Las palabras de Ulrich resonaron en la angostura del valle fuertes y confusas. Diotima se sintió de repente indispuesta y trató de volver al coche. Pero Ulrich la detuvo y le mostró el paisaje. —Esto fue, hace unos cuantos miles de años, un glaciar. Tampoco la tierra es, como el alma, aquello que en el momento presente parece ser —le explicó—. Esta criatura redonda tiene un temperamento histérico. Hoy es madre nutritiva. Antes fue frígida, hielo, como una mala moza. Y algunos miles de años antes se comportó ardiente y lujuriosa, con bosques de helechos gigantes, con lagunas de fuego y animales demoníacos. No se puede decir que ha evolucionado hacia la perfección ni cuál sea su verdadero estado. Lo mismo es aplicable a su hija, la humanidad. Piense usted en la variedad vestidos que ha llevado a lo largo del tiempo aquí donde estamos nosotros ahora. En expresión de manicomio, se parece a una larga serie de obsesiones crónicas con repentinos delirios, después de los cuales se transforman en nuevas concepciones de la vida. ¡Usted ve cómo se anula la realidad a sí misma!

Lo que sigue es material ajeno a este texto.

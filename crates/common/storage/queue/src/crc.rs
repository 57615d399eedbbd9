// Copyright 2025 Crrow
//
// Licensed under the Apache License, Version 2.0 (the "License");
// you may not use this file except in compliance with the License.
// You may obtain a copy of the License at
//
//      http://www.apache.org/licenses/LICENSE-2.0
//
// Unless required by applicable law or agreed to in writing, software
// distributed under the License is distributed on an "AS IS" BASIS,
// WITHOUT WARRANTIES OR CONDITIONS OF ANY KIND, either express or implied.
// See the License for the specific language governing permissions and
// limitations under the License.

//! CRC32 checksum utilities for journal entries and the control file.
//!
//! Uses CRC-32 (IEEE polynomial) via crc32fast. A journal entry checksum
//! covers both the length field and the body so that a torn length prefix
//! is detected as well as a damaged body.

use crc32fast::Hasher;

/// Calculates the CRC32 checksum for a length-prefixed journal entry.
///
/// # Arguments
/// * `length` - The body length (included in the checksum)
/// * `body` - The encoded entry body
#[inline]
pub(crate) fn calculate_entry_crc(length: u32, body: &[u8]) -> u32 {
    let mut hasher = Hasher::new();
    hasher.update(&length.to_le_bytes());
    hasher.update(body);
    hasher.finalize()
}

/// Verifies a journal entry checksum.
#[inline]
pub(crate) fn verify_entry_crc(length: u32, body: &[u8], expected: u32) -> bool {
    calculate_entry_crc(length, body) == expected
}

/// Plain CRC32 over a byte slice.
#[inline]
pub(crate) fn checksum(data: &[u8]) -> u32 { crc32fast::hash(data) }
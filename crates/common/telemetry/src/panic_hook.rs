// Copyright 2025 Crrow
//
// Licensed under the Apache License, Version 2.0 (the "License");
// you may not use this file except in compliance with the License.
// You may obtain a copy of the License at
//
//      http://www.apache.org/licenses/LICENSE-2.0
//
// Unless required by applicable law or agreed to in writing, software
// distributed under the License is distributed on an "AS IS" BASIS,
// WITHOUT WARRANTIES OR CONDITIONS OF ANY KIND, either express or implied.
// See the License for the specific language governing permissions and
// limitations under the License.

//! # Panic Hook and Deadlock Detection
//!
//! Panics are logged as structured tracing events with a backtrace before
//! the default hook runs. With the `deadlock_detection` feature a background
//! thread also reports `parking_lot` deadlocks.

#[cfg(feature = "deadlock_detection")]
use std::time::Duration;
use std::{
    panic,
    sync::atomic::{AtomicU64, Ordering},
};

use backtrace::Backtrace;

/// Number of panics observed since the hook was installed.
pub static PANIC_COUNT: AtomicU64 = AtomicU64::new(0);

/// Replaces the panic handler with one that logs through `tracing` and then
/// delegates to the previous hook.
pub fn set_panic_hook() {
    let default_hook = panic::take_hook();
    panic::set_hook(Box::new(move |panic| {
        let backtrace = Backtrace::new();
        let backtrace = format!("{backtrace:?}");
        if let Some(location) = panic.location() {
            tracing::error!(
                message = %panic,
                backtrace = %backtrace,
                panic.file = location.file(),
                panic.line = location.line(),
                panic.column = location.column(),
            );
        } else {
            tracing::error!(message = %panic, backtrace = %backtrace);
        }
        PANIC_COUNT.fetch_add(1, Ordering::Relaxed);
        default_hook(panic);
    }));

    #[cfg(feature = "deadlock_detection")]
    let _ = std::thread::spawn(move || {
        loop {
            std::thread::sleep(Duration::from_secs(5));
            let deadlocks = parking_lot::deadlock::check_deadlock();
            if deadlocks.is_empty() {
                continue;
            }

            tracing::info!("{} deadlocks detected", deadlocks.len());
            for (i, threads) in deadlocks.iter().enumerate() {
                tracing::info!("Deadlock #{}", i);
                for t in threads {
                    tracing::info!("Thread Id {:#?}", t.thread_id());
                    tracing::info!("{:#?}", t.backtrace());
                }
            }
        }
    });
}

”Quisiera añadir todavía una cosa —dijo Ulrich tras una breve pausa, y empezó a repetirle todo desde el principio—. La sensación de posar los pies sobre tierra firme y de estar revestidos de una piel resistente apenas tiene lugar en mí, si bien parece connatural en los demás. Trate de recordar sus años de niña: fuego suave. Y luego sus años de adolescente: ardor en los labios. En mí al menos hay algo que se resiste a admitir que la edad adulta sea el apogeo de tal desarrollo. En un sentido sí; en otro no. Si yo fuera el formicaleón de las libélulas, me avergonzaría de haber sido un año antes la torpe larva de color gris que anda hacia atrás y vive sepultada al borde de los bosques en la punta de un embudo de arena; con sus tenazas invisibles abraza a las hormigas por el talle, después de haberlas bombardeado misteriosamente y extenuado con granitos de arena. A veces me da miedo mi juventud, incluso si hubiera sido una libélula y ahora debiera de ser una fiera. Ni él mismo sabía lo que quería. Con la historia de las libélulas había intentado imitar, como los monos, la omnisciencia de Arnheim. Estuvo por decirle: —Deme un abrazo, sólo por amabilidad. Al fin somos parientes, no del todo ajenos, aunque tampoco formamos unidad; somos los «puntos más opuestos a una relación digna y severa». Pero Ulrich se equivocaba. Diotima era de esas personas satisfechas de sí mismas que por eso consideran las fases de su vida como una escalera que conduce de abajo arriba. Lo que le decía Ulrich le era del todo incomprensible, así es que tampoco sabía lo que él había dejado de decirle; pero entretanto se habían acercado al coche y Diotima respiró tranquilizada; entonces tomó la palabra como solía, mezclándola con consideraciones entretenidas, festivas y zahirientes que pronunciaba afilando el rabillo del ojo. En aquel momento, Ulrich no le producía otro efecto que el de desilusión. Una leve nube de encogimiento le subió de algún escondrijo de su corazón y se disolvió en un vacío seco. Quizá entonces se dio cuenta clara y cruelmente que a la corta o a la larga tendrían que tomar una resolución respecto a sus relaciones con Arnheim, pudiendo transformar así toda su vida. No era del caso pensar que esto le hacía ahora feliz; pesaba sobre ella con la gravedad de alguno de aquellos montes cercanos. La debilidad había pasado. Aquel «privarse de hacer el propio capricho» había brillado por un momento con un absurdo fulgor que ella no entendía.

—Arnheim es todo lo contrario de lo que soy yo; estima demasiado la suerte que tienen el tiempo y el espacio cuando se encuentran con él para formar el tiempo presente, constantemente —suspiró Ulrich sonriente, haciendo ademán de terminar; pero de la infancia no habló más, con lo cual perdió la ocasión de aparecer ante Diotima como un hombre de tiernos sentimientos.